§ **Excerpted records**

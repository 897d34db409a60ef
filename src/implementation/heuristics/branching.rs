// Copyright 2024 the bcp developers
//
// Permission is hereby granted, free of charge, to any person obtaining a copy of
// this software and associated documentation files (the "Software"), to deal in
// the Software without restriction, including without limitation the rights to
// use, copy, modify, merge, publish, distribute, sublicense, and/or sell copies of
// the Software, and to permit persons to whom the Software is furnished to do so,
// subject to the following conditions:
//
// The above copyright notice and this permission notice shall be included in all
// copies or substantial portions of the Software.
//
// THE SOFTWARE IS PROVIDED "AS IS", WITHOUT WARRANTY OF ANY KIND, EXPRESS OR
// IMPLIED, INCLUDING BUT NOT LIMITED TO THE WARRANTIES OF MERCHANTABILITY, FITNESS
// FOR A PARTICULAR PURPOSE AND NONINFRINGEMENT. IN NO EVENT SHALL THE AUTHORS OR
// COPYRIGHT HOLDERS BE LIABLE FOR ANY CLAIM, DAMAGES OR OTHER LIABILITY, WHETHER
// IN AN ACTION OF CONTRACT, TORT OR OTHERWISE, ARISING FROM, OUT OF OR IN
// CONNECTION WITH THE SOFTWARE OR THE USE OR OTHER DEALINGS IN THE SOFTWARE.

//! This module provides the stock branching rule.

use crate::{BranchResult, BranchRule, Result, SolvingData};

/// Branches on the integer variable whose LP value is the most fractional
/// (closest to one half); on pseudo solutions it takes the first unfixed
/// integer variable. The branching records the LP solution value with the
/// bound changes it creates, so the pseudo-cost updater can attribute the
/// dual gains later on.
#[derive(Debug, Default, Copy, Clone)]
pub struct MostFractionalBranching;

impl MostFractionalBranching {
    pub fn new() -> Self {
        MostFractionalBranching
    }
}

impl BranchRule for MostFractionalBranching {
    fn name(&self) -> &str {
        "mostfractional"
    }

    fn execute_lp(&mut self, data: &mut SolvingData, _allow_addcons: bool) -> Result<BranchResult> {
        let cands = data.branchcand.lp_cands(data.set, data.prob, data.lp);
        let Some(best) = cands.iter().max_by(|a, b| {
            let fa = a.frac.min(1.0 - a.frac);
            let fb = b.frac.min(1.0 - b.frac);
            fa.total_cmp(&fb)
        }) else {
            return Ok(BranchResult::DidNotRun);
        };
        data.branch_var(best.var, best.val)?;
        Ok(BranchResult::Branched)
    }

    fn execute_pseudo(
        &mut self,
        data: &mut SolvingData,
        _allow_addcons: bool,
    ) -> Result<BranchResult> {
        let cands = data.branchcand.pseudo_cands(data.set, data.prob);
        let Some(&var) = cands.first() else {
            return Ok(BranchResult::DidNotRun);
        };
        let v = data.prob.var(var);
        let val = v.best_bound().clamp(v.lb, v.ub);
        data.branch_var(var, val)?;
        Ok(BranchResult::Branched)
    }
}

// ############################################################################
// #### TESTS #################################################################
// ############################################################################

#[cfg(test)]
mod test_branching {
    // the rule is exercised end-to-end through the solver tests; what is
    // covered here is only the candidate selection
    use super::*;
    use crate::LpCand;
    use crate::VarId;

    #[test]
    fn the_most_fractional_candidate_wins() {
        let cands = [
            LpCand {
                var: VarId(0),
                val: 1.1,
                frac: 0.1,
            },
            LpCand {
                var: VarId(1),
                val: 3.5,
                frac: 0.5,
            },
            LpCand {
                var: VarId(2),
                val: 0.8,
                frac: 0.8,
            },
        ];
        let best = cands
            .iter()
            .max_by(|a, b| {
                let fa = a.frac.min(1.0 - a.frac);
                let fb = b.frac.min(1.0 - b.frac);
                fa.total_cmp(&fb)
            })
            .unwrap();
        assert_eq!(VarId(1), best.var);
        let _ = MostFractionalBranching::new();
    }
}
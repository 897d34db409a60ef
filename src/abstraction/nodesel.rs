// Copyright 2024 the bcp developers
//
// Permission is hereby granted, free of charge, to any person obtaining a copy of
// this software and associated documentation files (the "Software"), to deal in
// the Software without restriction, including without limitation the rights to
// use, copy, modify, merge, publish, distribute, sublicense, and/or sell copies of
// the Software, and to permit persons to whom the Software is furnished to do so,
// subject to the following conditions:
//
// The above copyright notice and this permission notice shall be included in all
// copies or substantial portions of the Software.
//
// THE SOFTWARE IS PROVIDED "AS IS", WITHOUT WARRANTY OF ANY KIND, EXPRESS OR
// IMPLIED, INCLUDING BUT NOT LIMITED TO THE WARRANTIES OF MERCHANTABILITY, FITNESS
// FOR A PARTICULAR PURPOSE AND NONINFRINGEMENT. IN NO EVENT SHALL THE AUTHORS OR
// COPYRIGHT HOLDERS BE LIABLE FOR ANY CLAIM, DAMAGES OR OTHER LIABILITY, WHETHER
// IN AN ACTION OF CONTRACT, TORT OR OTHERWISE, ARISING FROM, OUT OF OR IN
// CONNECTION WITH THE SOFTWARE OR THE USE OR OTHER DEALINGS IN THE SOFTWARE.

//! This module defines the `NodeSelector` trait: the strategy picking the
//! next node the tree driver will focus.

use crate::{NodeId, Result, Tree};

/// A node selection strategy. After every processed node the tree driver asks
/// the selector for the next node to focus among the focus node's children,
/// its siblings, and the open leaves. Returning `None` declares the tree
/// exhausted.
pub trait NodeSelector {
    /// A human readable identifier, used in logs and protocol errors.
    fn name(&self) -> &str;

    /// Selects the next node to be focused.
    fn select(&mut self, tree: &mut Tree) -> Result<Option<NodeId>>;
}
// Copyright 2024 the bcp developers
//
// Permission is hereby granted, free of charge, to any person obtaining a copy of
// this software and associated documentation files (the "Software"), to deal in
// the Software without restriction, including without limitation the rights to
// use, copy, modify, merge, publish, distribute, sublicense, and/or sell copies of
// the Software, and to permit persons to whom the Software is furnished to do so,
// subject to the following conditions:
//
// The above copyright notice and this permission notice shall be included in all
// copies or substantial portions of the Software.
//
// THE SOFTWARE IS PROVIDED "AS IS", WITHOUT WARRANTY OF ANY KIND, EXPRESS OR
// IMPLIED, INCLUDING BUT NOT LIMITED TO THE WARRANTIES OF MERCHANTABILITY, FITNESS
// FOR A PARTICULAR PURPOSE AND NONINFRINGEMENT. IN NO EVENT SHALL THE AUTHORS OR
// COPYRIGHT HOLDERS BE LIABLE FOR ANY CLAIM, DAMAGES OR OTHER LIABILITY, WHETHER
// IN AN ACTION OF CONTRACT, TORT OR OTHERWISE, ARISING FROM, OUT OF OR IN
// CONNECTION WITH THE SOFTWARE OR THE USE OR OTHER DEALINGS IN THE SOFTWARE.

//! This module defines `Stat`, the global solving statistics, and the
//! interrupt handle an embedding application uses to stop the solver from a
//! signal handler.

use std::sync::atomic::{AtomicBool, Ordering};
use std::sync::Arc;
use std::time::Instant;

use crate::{BranchDir, Status, VarId};

/// A cloneable handle that lets the embedding application request a stop at
/// the next cooperative suspension point (e.g. from a Ctrl-C handler).
#[derive(Debug, Clone, Default)]
pub struct InterruptHandle(Arc<AtomicBool>);

impl InterruptHandle {
    /// Requests an interrupt. The request is consumed one-shot by the stop
    /// monitor and turned into `Status::UserInterrupt`.
    pub fn interrupt(&self) {
        self.0.store(true, Ordering::Relaxed);
    }

    pub(crate) fn take(&self) -> bool {
        self.0.swap(false, Ordering::Relaxed)
    }
}

/// The global solving statistics. All counters are monotonically
/// non-decreasing over one run, except `status` (recomputed by every stop
/// check) and the per-node round counters which the node solver resets.
#[derive(Debug)]
pub struct Stat {
    /// Nodes processed in the current run
    pub nnodes: u64,
    /// Nodes processed over all runs
    pub ntotalnodes: u64,
    /// Deepest node focused in the current run
    pub maxdepth: usize,
    /// Deepest node focused over all runs
    pub maxtotaldepth: usize,

    /// LPs solved in total
    pub nlps: u64,
    /// LPs solved as a node's first LP
    pub ninitlps: u64,
    /// LPs solved within node processing
    pub nnodelps: u64,
    /// Simplex iterations in total
    pub nlpiterations: u64,
    /// Simplex iterations spent on initial LPs
    pub ninitlpiterations: u64,
    /// Simplex iterations spent on node LPs
    pub nnodelpiterations: u64,
    /// Simplex iterations spent on the root node
    pub nrootlpiterations: u64,
    /// Strictly increasing counter of LP shape changes, orders LP states
    pub lpcount: u64,

    /// Pricing rounds at the current node
    pub npricerounds: u32,
    /// Separation rounds at the current node
    pub nseparounds: u32,

    /// Bound changes applied in total
    pub nboundchgs: u64,
    /// Strictly increasing counter of domain changes, orders domain states
    pub domchgcount: u64,
    /// Integer variables fixed at the root in the current run
    pub nrootintfixingsrun: u64,

    /// Number of solving runs (restarts + 1)
    pub nruns: u32,
    /// Restarts triggered by conflict analysis
    pub nconfrestarts: u32,
    /// Number of variables the previous run ended with
    pub prevrunnvars: usize,
    /// Nodes that were already cut off when the selector produced them
    pub ndelayedcutoffs: u64,
    /// Node at which the current incumbent was found
    pub bestsolnode: u64,

    /// The variable branched on most recently, and the direction taken
    pub lastbranchvar: Option<VarId>,
    pub lastbranchdir: BranchDir,

    /// One-shot: the user asked for an interrupt through the API
    pub userinterrupt: bool,
    /// One-shot: the user asked for a restart through the API
    pub userrestart: bool,

    /// The current solving status
    pub status: Status,

    solving_start: Instant,
    interrupt: InterruptHandle,
}

impl Stat {
    pub fn new() -> Self {
        Stat {
            nnodes: 0,
            ntotalnodes: 0,
            maxdepth: 0,
            maxtotaldepth: 0,
            nlps: 0,
            ninitlps: 0,
            nnodelps: 0,
            nlpiterations: 0,
            ninitlpiterations: 0,
            nnodelpiterations: 0,
            nrootlpiterations: 0,
            lpcount: 0,
            npricerounds: 0,
            nseparounds: 0,
            nboundchgs: 0,
            domchgcount: 0,
            nrootintfixingsrun: 0,
            nruns: 1,
            nconfrestarts: 0,
            prevrunnvars: 0,
            ndelayedcutoffs: 0,
            bestsolnode: 0,
            lastbranchvar: None,
            lastbranchdir: BranchDir::Down,
            userinterrupt: false,
            userrestart: false,
            status: Status::Unknown,
            solving_start: Instant::now(),
            interrupt: InterruptHandle::default(),
        }
    }

    /// The wall clock seconds spent solving so far.
    pub fn solving_time(&self) -> f64 {
        self.solving_start.elapsed().as_secs_f64()
    }

    /// A handle the application can use to interrupt the solve.
    pub fn interrupt_handle(&self) -> InterruptHandle {
        self.interrupt.clone()
    }

    /// Consumes a pending interrupt request, if any.
    pub(crate) fn take_interrupt(&mut self) -> bool {
        if self.userinterrupt {
            self.userinterrupt = false;
            return true;
        }
        self.interrupt.take()
    }

    /// Resets the per-run counters when a restart abandons the tree.
    pub(crate) fn prepare_restart(&mut self, nvars: usize) {
        self.prevrunnvars = nvars;
        self.nnodes = 0;
        self.maxdepth = 0;
        self.nrootintfixingsrun = 0;
        self.nruns += 1;
        self.status = Status::Unknown;
    }
}

impl Default for Stat {
    fn default() -> Self {
        Self::new()
    }
}

// ############################################################################
// #### TESTS #################################################################
// ############################################################################

#[cfg(test)]
mod test_stat {
    use super::*;

    #[test]
    fn fresh_stats_are_run_one_and_unknown() {
        let stat = Stat::new();
        assert_eq!(1, stat.nruns);
        assert_eq!(Status::Unknown, stat.status);
        assert_eq!(0, stat.nnodes);
    }

    #[test]
    fn interrupt_handle_is_consumed_one_shot() {
        let mut stat = Stat::new();
        let handle = stat.interrupt_handle();
        assert!(!stat.take_interrupt());
        handle.interrupt();
        assert!(stat.take_interrupt());
        assert!(!stat.take_interrupt());
    }

    #[test]
    fn restart_keeps_total_counters() {
        let mut stat = Stat::new();
        stat.nnodes = 10;
        stat.ntotalnodes = 10;
        stat.prepare_restart(42);
        assert_eq!(0, stat.nnodes);
        assert_eq!(10, stat.ntotalnodes);
        assert_eq!(2, stat.nruns);
        assert_eq!(42, stat.prevrunnvars);
    }
}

§ **Task statement**
Take from the material every line that holds "npricerounds".

§ **Output**
    pub npricerounds: u32,
            npricerounds: 0,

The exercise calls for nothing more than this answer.